LUNGA CODA AL TRIBUNALE DI NAPOLI
Vincenzo De Luca è, e resta, governatore. Almeno per ora. Lo ha deciso la prima sezione civile del Tribunale di Napoli, mantenendo in sella il presidente della Campania che, a causa di una sua condanna precedente in primo grado per abuso di ufficio, in base alla legge Severino il 27 giugno era stato sospeso. Ma che, dopo aver fatto ricorso, era tornato a svolgere le funzioni di governatore perché gli effetti della norma erano stati a loro volta sospesi da un provvedimento d’urgenza del Tribunale.

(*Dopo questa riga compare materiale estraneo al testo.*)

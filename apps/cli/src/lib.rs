pub mod bank;
pub mod commands;
pub mod config;
pub mod db;

use std::io::{self, Write};
use std::path::PathBuf;

use anyhow::{bail, Context};
use chrono::Utc;
use clap::{Args, Parser, Subcommand};
use study_engine::{StrategyKind, StudyMode};
use tracing_subscriber::{layer::SubscriberExt, util::SubscriberInitExt};

use crate::bank::QuestionBank;
use crate::commands::{parse_mode, parse_strategy, SettingsUpdate, StudyOptions};
use crate::config::AppConfig;
use crate::db::SqliteRepository;

#[derive(Debug, Parser)]
#[command(name = "study", version, about = "Adaptive question practice from the terminal")]
pub struct Cli {
    /// SQLite database path (overrides STUDY_DB_PATH)
    #[arg(long, global = true)]
    pub db: Option<PathBuf>,

    /// Question bank JSON file (overrides STUDY_BANK_PATH)
    #[arg(long, global = true)]
    pub bank: Option<PathBuf>,

    #[command(subcommand)]
    pub command: Command,
}

#[derive(Debug, Subcommand)]
pub enum Command {
    /// Answer questions interactively
    Study(StudyArgs),
    /// Show knowledge, history and goal statistics
    Stats,
    /// Write all progress to a snapshot file
    Export { path: PathBuf },
    /// Replace all progress with a snapshot file
    Import { path: PathBuf },
    /// Show or change engine settings
    Settings {
        #[command(subcommand)]
        action: SettingsAction,
    },
    /// Forget all progress
    Reset {
        /// Confirm the reset
        #[arg(long)]
        yes: bool,
        /// Also delete the answer history
        #[arg(long)]
        history: bool,
    },
}

#[derive(Debug, Args)]
pub struct StudyArgs {
    /// Selection mode (defaults to the configured one)
    #[arg(long, value_parser = parse_mode)]
    pub mode: Option<StudyMode>,
    /// Only questions from this section (repeatable)
    #[arg(long = "section")]
    pub sections: Vec<String>,
    /// Only questions from this quiz (repeatable)
    #[arg(long = "quiz")]
    pub quizzes: Vec<String>,
    /// Build one mixed batch of due, new and weak questions up front
    #[arg(long)]
    pub batch: bool,
    /// Maximum number of questions
    #[arg(long, short = 'n')]
    pub count: Option<usize>,
    /// Shuffle seed
    #[arg(long)]
    pub seed: Option<u64>,
}

#[derive(Debug, Subcommand)]
pub enum SettingsAction {
    /// Print current settings
    Show,
    /// Change one or more settings
    Set(SettingsArgs),
}

#[derive(Debug, Args)]
pub struct SettingsArgs {
    #[arg(long, value_parser = parse_strategy)]
    pub strategy: Option<StrategyKind>,
    #[arg(long, value_parser = parse_mode)]
    pub mode: Option<StudyMode>,
    #[arg(long)]
    pub recent_window: Option<usize>,
    #[arg(long)]
    pub session_size: Option<usize>,
    #[arg(long)]
    pub mix_new: Option<bool>,
    #[arg(long)]
    pub goal_count: Option<u32>,
    #[arg(long)]
    pub goal_minutes: Option<u32>,
    #[arg(long, value_parser = clap::value_parser!(u32).range(0..24))]
    pub reset_hour: Option<u32>,
}

impl From<StudyArgs> for StudyOptions {
    fn from(args: StudyArgs) -> Self {
        Self {
            mode: args.mode,
            sections: args.sections,
            quizzes: args.quizzes,
            batch: args.batch,
            count: args.count,
            seed: args.seed,
        }
    }
}

impl From<SettingsArgs> for SettingsUpdate {
    fn from(args: SettingsArgs) -> Self {
        Self {
            strategy: args.strategy,
            mode: args.mode,
            recent_window: args.recent_window,
            session_size: args.session_size,
            mix_new_cards: args.mix_new,
            daily_goal_count: args.goal_count,
            daily_goal_minutes: args.goal_minutes,
            daily_reset_hour: args.reset_hour,
        }
    }
}

pub fn run() -> anyhow::Result<()> {
    dotenvy::dotenv().ok();

    tracing_subscriber::registry()
        .with(tracing_subscriber::EnvFilter::new(
            std::env::var("RUST_LOG").unwrap_or_else(|_| "info".into()),
        ))
        .with(tracing_subscriber::fmt::layer().with_writer(io::stderr))
        .init();

    let cli = Cli::parse();
    let config = AppConfig::from_env().with_overrides(cli.db, cli.bank);

    if let Some(parent) = config.db_path.parent() {
        std::fs::create_dir_all(parent)
            .with_context(|| format!("failed to create {}", parent.display()))?;
    }

    tracing::info!("Opening database at {}", config.db_path.display());
    let repo = SqliteRepository::open(&config.db_path)
        .with_context(|| format!("failed to open database {}", config.db_path.display()))?;

    let stdout = io::stdout();
    let mut out = stdout.lock();

    match cli.command {
        Command::Study(args) => {
            let Some(bank_path) = &config.bank_path else {
                bail!("no question bank given; pass --bank or set STUDY_BANK_PATH");
            };
            let bank = QuestionBank::load(bank_path)
                .with_context(|| format!("failed to load {}", bank_path.display()))?;
            tracing::info!("Loaded {} questions from {}", bank.len(), bank_path.display());

            let stdin = io::stdin();
            let mut input = stdin.lock();
            commands::run_study(&repo, &bank, &args.into(), &mut input, &mut out)?;
        }
        Command::Stats => {
            let bank = config
                .bank_path
                .as_ref()
                .map(QuestionBank::load)
                .transpose()
                .context("failed to load question bank")?;
            commands::show_stats(&repo, bank.as_ref(), &mut out)?;
        }
        Command::Export { path } => {
            let count = commands::export_snapshot(&repo, &path, Utc::now())?;
            writeln!(out, "Exported {count} question states to {}", path.display())?;
        }
        Command::Import { path } => {
            let count = commands::import_snapshot(&repo, &path)?;
            writeln!(out, "Imported {count} question states from {}", path.display())?;
        }
        Command::Settings { action } => match action {
            SettingsAction::Show => commands::show_settings(&repo, &mut out)?,
            SettingsAction::Set(args) => {
                commands::update_settings(&repo, &args.into())?;
                commands::show_settings(&repo, &mut out)?;
            }
        },
        Command::Reset { yes, history } => {
            if !yes {
                bail!("reset deletes all progress; rerun with --yes to confirm");
            }
            let outcome = commands::reset_progress(&repo, history)?;
            writeln!(
                out,
                "Cleared {} question states and {} history entries",
                outcome.states, outcome.answers
            )?;
        }
    }

    Ok(())
}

«Una bella pagina di giustizia», esulta l’ex sindaco di Salerno che, tra mille polemiche, era stato candidato dal Pd, facendo valere il fatto che secondo la legge potesse correre per la carica: anche se su di lui, in attesa dell’esito definitivo del processo, incombeva la sospensione fino a 18 mesi dalla carica.
Il Tribunale di Napoli ha confermato il «congelamento». Perché — hanno spiegato nella motivazione Raffaele Sdino e Anna Scognamiglio, giudici della prima sezione, presieduta da Umberto Antico — la sospensione di De Luca «comporterebbe la lesione irreversibile del suo diritto soggettivo all’elettorato passivo, posto il limite temporale del mandato elettivo».
Così i magistrati hanno trasmesso gli atti alla Corte costituzionale sospendendo il procedimento in attesa della decisione della Consulta su quella norma. Il ragionamento del collegio è preventivo: il mandato di De Luca è in corso e non prevede tempi supplementari. Quindi, ove mai la legge Severino venisse dichiarata incostituzionale, lui non potrebbe ottenere riparazione. Dunque deve svolgerlo ora.
vincenzo de luca conferenza citta della scienza 1
«L’applicazione della sospensione, nell’elevato dubbio di legittimità costituzionale delle norme sopra indicate — spiega il Tribunale — comprimendo l’esercizio dell’elettorato passivo e del libero svolgimento del mandato elettorale, comporterebbe un danno non riparabile né risarcibile». E dunque, concludono i giudici, «si impone in attesa della decisione della Corte costituzionale, la sospensione cautelativa del provvedimento sospensivo».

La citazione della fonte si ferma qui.